The ability to listen deeply to other stories is the third one. The fourth one is empathy, deep empathy and care that comes from connection. The fifth one is having an intrinsic desire to be helpful, to really want to make a difference not only for the others around you, but maybe for your community and maybe for the future generations - a lot of people who get deeply nature connected start to think in terms of, “how can I be a better citizen on this planet and ensure a good life for the people coming after me”. This is a natural intrinsic response that comes from deep nature connection. People become fully alive, and this is the sixth one where they have this deep and abiding love for life itself. They know that life is precious and they feel this in their bones, and they know that every moment counts, and they bring themselves fully to everything. The seventh attribute is loving, compassionate, forgiving hearts - that they become really sensitive to the need for more love on our planet and they learn to be forgiving; they learn to be compassionate and understanding of other people. The eighth attribute is the quiet mind. They develop this ability to be in the silence within themselves and to access their deepest qualities of creativity and leadership, ingenuity. You can say that they have access to their genius.

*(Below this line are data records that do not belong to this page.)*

use serde::Serialize;

use crate::{
    SerializationError,
    security::{SecurityError, integrity_block::IntegrityBlock},
};

/// The canonical-block envelope of a block integrity block.
///
/// The abstract security block stays opaque here so that a decoded bundle
/// re-encodes to the exact bytes the MAC was computed over. Use
/// [`SecurityBlock::integrity_block`] to interpret the content.
#[derive(Debug, PartialEq, Eq, Clone)]
pub struct SecurityBlock {
    pub data: Vec<u8>,
}

impl Serialize for SecurityBlock {
    fn serialize<S>(&self, serializer: S) -> Result<S::Ok, S::Error>
    where
        S: serde::Serializer,
    {
        serializer.serialize_bytes(&self.data)
    }
}

impl SecurityBlock {
    pub fn integrity_block(&self) -> Result<IntegrityBlock, SecurityError> {
        IntegrityBlock::decode(&self.data)
    }
}

impl TryFrom<&IntegrityBlock> for SecurityBlock {
    type Error = SerializationError;

    fn try_from(value: &IntegrityBlock) -> Result<Self, Self::Error> {
        Ok(SecurityBlock {
            data: value.encode()?,
        })
    }
}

These eight qualities are rare, but we see them in the children who have grown up in the deep nature connection modeling that we learned directly from the Sun Bushman.

When I visited the San Bushmen for the first time 10 years ago, it was the first time in my life where I was with a community of people where all of the people present at all ages and stages of life exhibited these attributes, and I knew then that these people were our teachers and guides. I knew that this community of people that we work with in western Botswana were great collaborators, great consultants and advisers to us, to help us bring methodologies and training's and processes that will help us get good water for our senses; help us get good food for our beings; help us become aware of our breath for our entire existence by activating full sensory capacity, full sensory integration, and developing relational bonds with the beings around us so that we can experience that powerful well-being that comes from deep connection.

We can do this in a modern context. We can start right now by walking outside our homes and looking for that little bird, making that eye contact and having that moment of recognition, and building day by day threads into strings into chords into ropes, and you'll know for yourself what I'm talking about. Thanks for listening.